Terpisah, Praktisi hukum Hamdani Harahap SH mengatakan tindakan Ditreskrimum Poldasu menetapkan Dwi Purnama sebagai tersangka melanggar azas kepatutan dan kehati-hatian. “Penyidik sendiri menggunakan azas kepatutan dan kehati-hatian dalam menetapkan seseorang sebagai tersangka, demikian juga pejabat lain dalam megambil keputusan. Artinya, harus saling menghargai, karena penetapan tersangka kepada Dwi purnama salah,” ujarnya saat berada di Poldasu.

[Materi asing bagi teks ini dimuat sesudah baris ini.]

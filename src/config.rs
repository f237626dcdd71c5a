//! 配置模块，负责加载过滤编译器的JSON配置文件

use crate::ast::FieldPath;
use serde::{Deserialize, Serialize};
use std::collections::BTreeSet;
use std::fs;
use std::path::{Path, PathBuf};
use thiserror::Error;

/// 默认的数组字段 (以 JSON 数组形式存放在 data 列中)
pub const DEFAULT_ARRAY_FIELDS: &[&str] = &["metadata.tags", "metadata.markers", "metadata.annotations"];

/// 配置错误
#[derive(Debug, Error)]
pub enum ConfigError {
    #[error("配置文件不存在: {}", .0.display())]
    NotFound(PathBuf),

    #[error("无法读取配置文件 {}: {source}", .path.display())]
    Io {
        path: PathBuf,
        #[source]
        source: std::io::Error,
    },

    #[error("无法解析JSON配置文件 {}: {source}", .path.display())]
    Parse {
        path: PathBuf,
        #[source]
        source: serde_json::Error,
    },

    #[error("无效的数组字段路径: '{0}'")]
    InvalidField(String),
}

/// 过滤编译器配置
#[derive(Debug, Clone, PartialEq, Eq, Serialize, Deserialize)]
pub struct FilterConfig {
    /// 保存 JSON 数组的字段路径, 只能使用包含/重叠判断
    #[serde(default = "default_array_fields")]
    pub array_fields: BTreeSet<String>,
}

fn default_array_fields() -> BTreeSet<String> {
    DEFAULT_ARRAY_FIELDS.iter().map(|s| s.to_string()).collect()
}

impl Default for FilterConfig {
    fn default() -> Self {
        Self {
            array_fields: default_array_fields(),
        }
    }
}

impl FilterConfig {
    /// 从JSON文件加载配置
    pub fn from_json_file<P: AsRef<Path>>(path: P) -> Result<Self, ConfigError> {
        let path_ref = path.as_ref();

        // 检查文件是否存在
        if !path_ref.exists() {
            return Err(ConfigError::NotFound(path_ref.to_path_buf()));
        }

        // 读取文件内容
        let content = fs::read_to_string(path_ref).map_err(|source| ConfigError::Io {
            path: path_ref.to_path_buf(),
            source,
        })?;

        // 解析JSON
        let config: FilterConfig = serde_json::from_str(&content).map_err(|source| ConfigError::Parse {
            path: path_ref.to_path_buf(),
            source,
        })?;

        config.normalized()
    }

    /// 将所有数组字段转换为规范形式 (`data.x` -> `metadata.x`)
    fn normalized(self) -> Result<Self, ConfigError> {
        let array_fields = self
            .array_fields
            .into_iter()
            .map(|field| {
                FieldPath::parse(&field)
                    .map(|path| path.canonical())
                    .ok_or(ConfigError::InvalidField(field))
            })
            .collect::<Result<_, _>>()?;
        Ok(Self { array_fields })
    }

    /// 字段是否登记为数组字段
    pub fn is_array_field(&self, path: &FieldPath) -> bool {
        self.array_fields.contains(&path.canonical())
    }
}

#[cfg(test)]
mod tests {
    use super::*;
    use std::io::Write;
    use tempfile::NamedTempFile;

    fn path(s: &str) -> FieldPath {
        FieldPath::parse(s).unwrap()
    }

    #[test]
    fn test_load_valid_json_config() {
        let mut file = NamedTempFile::new().unwrap();
        writeln!(file, r#"{{ "array_fields": ["metadata.tags", "data.requirements"] }}"#).unwrap();

        let config = FilterConfig::from_json_file(file.path()).unwrap();
        assert!(config.is_array_field(&path("metadata.tags")));
        assert!(config.is_array_field(&path("metadata.requirements")));
        assert!(config.is_array_field(&path("data.requirements")));
        assert!(!config.is_array_field(&path("metadata.markers")));
    }

    #[test]
    fn test_missing_key_uses_defaults() {
        let mut file = NamedTempFile::new().unwrap();
        writeln!(file, "{{}}").unwrap();

        let config = FilterConfig::from_json_file(file.path()).unwrap();
        assert_eq!(config, FilterConfig::default());
    }

    #[test]
    fn test_invalid_json_config() {
        let mut file = NamedTempFile::new().unwrap();
        writeln!(file, "invalid json").unwrap();

        let result = FilterConfig::from_json_file(file.path());
        assert!(matches!(result, Err(ConfigError::Parse { .. })));
    }

    #[test]
    fn test_invalid_field_path() {
        let mut file = NamedTempFile::new().unwrap();
        writeln!(file, r#"{{ "array_fields": ["metadata..tags"] }}"#).unwrap();

        let result = FilterConfig::from_json_file(file.path());
        assert!(matches!(result, Err(ConfigError::InvalidField(field)) if field == "metadata..tags"));
    }

    #[test]
    fn test_missing_file() {
        let result = FilterConfig::from_json_file("non_existent_file.json");
        assert!(matches!(result, Err(ConfigError::NotFound(_))));
    }

    #[test]
    fn test_default_config() {
        let config = FilterConfig::default();
        assert!(config.is_array_field(&path("metadata.tags")));
        assert!(config.is_array_field(&path("data.tags")));
        assert!(config.is_array_field(&path("metadata.markers")));
        assert!(config.is_array_field(&path("metadata.annotations")));
        assert!(!config.is_array_field(&path("metadata.tags.extra")));
        assert!(!config.is_array_field(&path("tags")));
    }
}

Sebagai solusi hukum, menurutnya, kalau seorang pejabat negara tidak tepat melakukan kebijakan, seharusnya mengajukan gugatan ke Peradilan Tata Usaha Negara (PTUN). “Kalau seperti ini, kedepannya akan menjadi preseden buruk yang mengakibatkan seseorang tidak mau lagi menjadi pejabat. Siapa yang mau jadi pejabat kalau wewenangnya dapat dipidanakan, dan tentunya akan menganggu kinerja pejabat itu. Namun, kalau memang itu sudah dari Polda, kita lihat saja perkembangan kasus ini nanti,” tandasnya.

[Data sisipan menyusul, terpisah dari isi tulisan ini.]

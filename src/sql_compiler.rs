//! SQL compiler that turns filter expressions into sea-query predicates.
//!
//! Compilation is fail-soft: [`FilterCompiler::compile`] returns `None` for
//! anything it cannot turn into a predicate, and [`FilterCompiler::apply`]
//! skips such expressions so the remaining ones still filter the query.

use crate::ast::{FilterExpression, Operator};
use crate::coerce::{coerce, Scalar};
use crate::config::FilterConfig;
use crate::parser::{parse_expression, ParseError};
use crate::predicate::{array_predicate, exists, split_list};
use crate::resolver::{resolve_path, ResolvedColumn};
use crate::schema::{ColumnSource, ColumnType};
use chrono::{DateTime, NaiveDate, NaiveDateTime};
use sea_query::extension::postgres::PgBinOper;
use sea_query::{ConditionalStatement, Expr, SimpleExpr, Value};
use thiserror::Error;
use tracing::{debug, trace};

/// Why an expression produced no predicate.
#[derive(Debug, Clone, PartialEq, Error)]
pub enum CompileError {
    #[error("malformed expression: {0}")]
    Parse(#[from] ParseError),

    #[error("unknown field '{0}'")]
    UnknownField(String),

    #[error("operator '{op}' is not supported on array field '{field}'")]
    UnsupportedArrayOperator { field: String, op: Operator },

    #[error("operator '{op}' cannot be applied to {ty} field '{field}'")]
    OperatorMismatch { field: String, op: Operator, ty: ColumnType },

    #[error("'{value}' is not a valid {ty} value for field '{field}'")]
    InvalidValue { field: String, value: String, ty: ColumnType },

    #[error("empty value list for field '{0}'")]
    EmptyList(String),
}

/// An expression [`FilterCompiler::apply_with_report`] left out.
#[derive(Debug, Clone, PartialEq)]
pub struct SkippedFilter {
    pub expression: String,
    pub error: CompileError,
}

/// Compiles filter expressions against entity descriptors.
///
/// Holds only immutable configuration, so one instance can be shared
/// across request handlers.
#[derive(Debug, Clone, Default)]
pub struct FilterCompiler {
    config: FilterConfig,
}

impl FilterCompiler {
    pub fn new() -> Self {
        Self::default()
    }

    pub fn from_config(config: FilterConfig) -> Self {
        Self { config }
    }

    pub fn config(&self) -> &FilterConfig {
        &self.config
    }

    /// Compiles one expression, or `None` if it cannot be compiled.
    pub fn compile(&self, expression: &str, source: &dyn ColumnSource) -> Option<SimpleExpr> {
        match self.try_compile(expression, source) {
            Ok(predicate) => Some(predicate),
            Err(error) => {
                debug!(expression, %error, "dropping filter expression");
                None
            }
        }
    }

    /// Like [`compile`](Self::compile), but says why compilation failed.
    pub fn try_compile(&self, expression: &str, source: &dyn ColumnSource) -> Result<SimpleExpr, CompileError> {
        let expression = parse_expression(expression)?;
        self.compile_expression(&expression, source)
    }

    /// Compiles an already parsed expression.
    pub fn compile_expression(
        &self,
        expression: &FilterExpression,
        source: &dyn ColumnSource,
    ) -> Result<SimpleExpr, CompileError> {
        let column = resolve_path(&expression.field, source)
            .ok_or_else(|| CompileError::UnknownField(expression.field.to_string()))?;

        if self.config.is_array_field(&expression.field) {
            let values = split_list(&expression.value);
            return array_predicate(expression.op, &column, &values).ok_or_else(|| {
                CompileError::UnsupportedArrayOperator {
                    field: expression.field.to_string(),
                    op: expression.op,
                }
            });
        }

        match expression.op {
            Operator::Exists => Ok(exists(&column, &expression.value)),
            Operator::In => self.compile_membership(expression, &column),
            Operator::Regex => self.compile_regex(expression, &column),
            Operator::Like => self.compile_like(expression, &column),
            _ => self.compile_comparison(expression, &column),
        }
    }

    /// ANDs every compilable expression onto `query`, in order.
    pub fn apply<Q, S>(&self, query: Q, expressions: &[S], source: &dyn ColumnSource) -> Q
    where
        Q: ConditionalStatement,
        S: AsRef<str>,
    {
        self.apply_with_report(query, expressions, source).0
    }

    /// Like [`apply`](Self::apply), also returning the skipped expressions.
    pub fn apply_with_report<Q, S>(
        &self,
        mut query: Q,
        expressions: &[S],
        source: &dyn ColumnSource,
    ) -> (Q, Vec<SkippedFilter>)
    where
        Q: ConditionalStatement,
        S: AsRef<str>,
    {
        let mut skipped = Vec::new();

        for expression in expressions {
            let expression = expression.as_ref();
            match self.try_compile(expression, source) {
                Ok(predicate) => {
                    trace!(expression, "applying filter expression");
                    query.and_where(predicate);
                }
                Err(error) => {
                    debug!(expression, %error, "skipping filter expression");
                    skipped.push(SkippedFilter {
                        expression: expression.to_string(),
                        error,
                    });
                }
            }
        }

        (query, skipped)
    }

    /// `= ! > < ) (`
    fn compile_comparison(
        &self,
        expression: &FilterExpression,
        column: &ResolvedColumn,
    ) -> Result<SimpleExpr, CompileError> {
        let (target, values) = self.operands(expression, column, &[expression.value.clone()])?;
        let value = values
            .into_iter()
            .next()
            .ok_or_else(|| CompileError::EmptyList(expression.field.to_string()))?;
        let target = Expr::expr(target);

        let predicate = match expression.op {
            Operator::Eq => target.eq(value),
            Operator::NotEq => target.ne(value),
            Operator::Gt => target.gt(value),
            Operator::Lt => target.lt(value),
            Operator::Gte => target.gte(value),
            Operator::Lte => target.lte(value),
            op => {
                return Err(CompileError::OperatorMismatch {
                    field: expression.field.to_string(),
                    op,
                    ty: column.column_type(),
                })
            }
        };
        Ok(predicate)
    }

    /// `*`: each `;`-separated item coerced on its own
    fn compile_membership(
        &self,
        expression: &FilterExpression,
        column: &ResolvedColumn,
    ) -> Result<SimpleExpr, CompileError> {
        let items = split_list(&expression.value);
        if items.is_empty() {
            return Err(CompileError::EmptyList(expression.field.to_string()));
        }
        let (target, values) = self.operands(expression, column, &items)?;
        Ok(Expr::expr(target).is_in(values))
    }

    /// `~`: the value is a regular expression, never coerced
    fn compile_regex(
        &self,
        expression: &FilterExpression,
        column: &ResolvedColumn,
    ) -> Result<SimpleExpr, CompileError> {
        let target = self.pattern_target(expression, column)?;
        Ok(Expr::expr(target).binary(PgBinOper::Regex, Expr::val(expression.value.as_str())))
    }

    /// `%`: case-insensitive substring match
    fn compile_like(
        &self,
        expression: &FilterExpression,
        column: &ResolvedColumn,
    ) -> Result<SimpleExpr, CompileError> {
        let target = self.pattern_target(expression, column)?;
        let pattern = format!("%{}%", expression.value);
        Ok(Expr::expr(target).binary(PgBinOper::ILike, Expr::val(pattern)))
    }

    /// Pattern operators only make sense on text; identifiers are cast.
    fn pattern_target(
        &self,
        expression: &FilterExpression,
        column: &ResolvedColumn,
    ) -> Result<SimpleExpr, CompileError> {
        match column.column_type() {
            ColumnType::Text | ColumnType::Uuid => Ok(column.text_expr()),
            ty => Err(CompileError::OperatorMismatch {
                field: expression.field.to_string(),
                op: expression.op,
                ty,
            }),
        }
    }

    /// Picks the column form to compare against and converts each raw
    /// operand to a value of the matching type.
    fn operands(
        &self,
        expression: &FilterExpression,
        column: &ResolvedColumn,
        raws: &[String],
    ) -> Result<(SimpleExpr, Vec<Value>), CompileError> {
        let scalars: Vec<Scalar> = raws.iter().map(String::as_str).map(coerce).collect();

        if column.is_json_path() {
            // numbers compare numerically, anything else against the text leaf
            if let Some(numbers) = scalars.iter().map(number).collect::<Option<Vec<_>>>() {
                return Ok((column.numeric_expr(), numbers));
            }
            let texts = scalars.iter().map(|s| Value::from(s.raw())).collect();
            return Ok((column.value_expr(), texts));
        }

        let ty = column.column_type();
        if ty == ColumnType::Json {
            return Err(CompileError::OperatorMismatch {
                field: expression.field.to_string(),
                op: expression.op,
                ty,
            });
        }

        let values = scalars
            .iter()
            .map(|scalar| {
                typed_value(scalar, ty).ok_or_else(|| CompileError::InvalidValue {
                    field: expression.field.to_string(),
                    value: scalar.raw().to_string(),
                    ty,
                })
            })
            .collect::<Result<Vec<_>, _>>()?;

        Ok((column.value_expr(), values))
    }
}

fn number(scalar: &Scalar) -> Option<Value> {
    match scalar {
        Scalar::Int(n, _) => Some(Value::from(*n)),
        Scalar::Float(f, _) => Some(Value::from(*f)),
        Scalar::Text(_) => None,
    }
}

/// Converts a coerced operand for a column of type `ty`.
fn typed_value(scalar: &Scalar, ty: ColumnType) -> Option<Value> {
    match ty {
        ColumnType::Text => Some(Value::from(scalar.raw())),
        ColumnType::Integer | ColumnType::Float => number(scalar),
        ColumnType::Uuid => uuid::Uuid::parse_str(scalar.raw()).ok().map(Value::from),
        ColumnType::Timestamp => parse_timestamp(scalar.raw()),
        ColumnType::Json => None,
    }
}

/// RFC 3339, `YYYY-MM-DD HH:MM:SS[.f]` (space or `T`), or a bare date.
fn parse_timestamp(raw: &str) -> Option<Value> {
    if let Ok(datetime) = DateTime::parse_from_rfc3339(raw) {
        return Some(Value::from(datetime));
    }
    for format in ["%Y-%m-%dT%H:%M:%S%.f", "%Y-%m-%d %H:%M:%S%.f"] {
        if let Ok(datetime) = NaiveDateTime::parse_from_str(raw, format) {
            return Some(Value::from(datetime));
        }
    }
    NaiveDate::parse_from_str(raw, "%Y-%m-%d")
        .ok()
        .and_then(|date| date.and_hms_opt(0, 0, 0))
        .map(Value::from)
}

Sebelumnya, Dwi Purnama dan Hafizunsyah resmi menyandang status tersangka atas dugaan telah melakukan tindak pidana dalam jabatan sesuai Pasal 417 Subs 416 Subs Pasal 421 KUHPidana.
Kabid Humas Poldasu, AKBP Helfi Assegaf menjelaskan penetapan berdasarkan laporan Zainal Abidin Zain yang tertuang dalam laporan SPK/1883/VII/2014/SPKT I, tanggal 22 Juli 2014. Lanjutnya, Zainal Abidin Zain adalah Diretur PT Arga Citra Kharisma yang melakukan permohonan Sertifikat Hak Guna Bangunan, atas tanah yang terletak di Jl. Jawa, Kel. Gang Buntu, Medan Timur di areal pertama seluas 13.578 meter dan areal kedua seluas 22.377 M, ke BPN Kota Medan.
Saat mengajukan surat permohonan penerbitan SKHGB itu, semua persyaratan sudah dipenuhi pelapor, yakni dengan melampirkan surat permohonan, surat putusan PN Medan, putusan MA, Berita Acara Eksekusi dan penyerahan hasil eksekusi. Namun, permohonan ini ditolak oleh BPN Medan.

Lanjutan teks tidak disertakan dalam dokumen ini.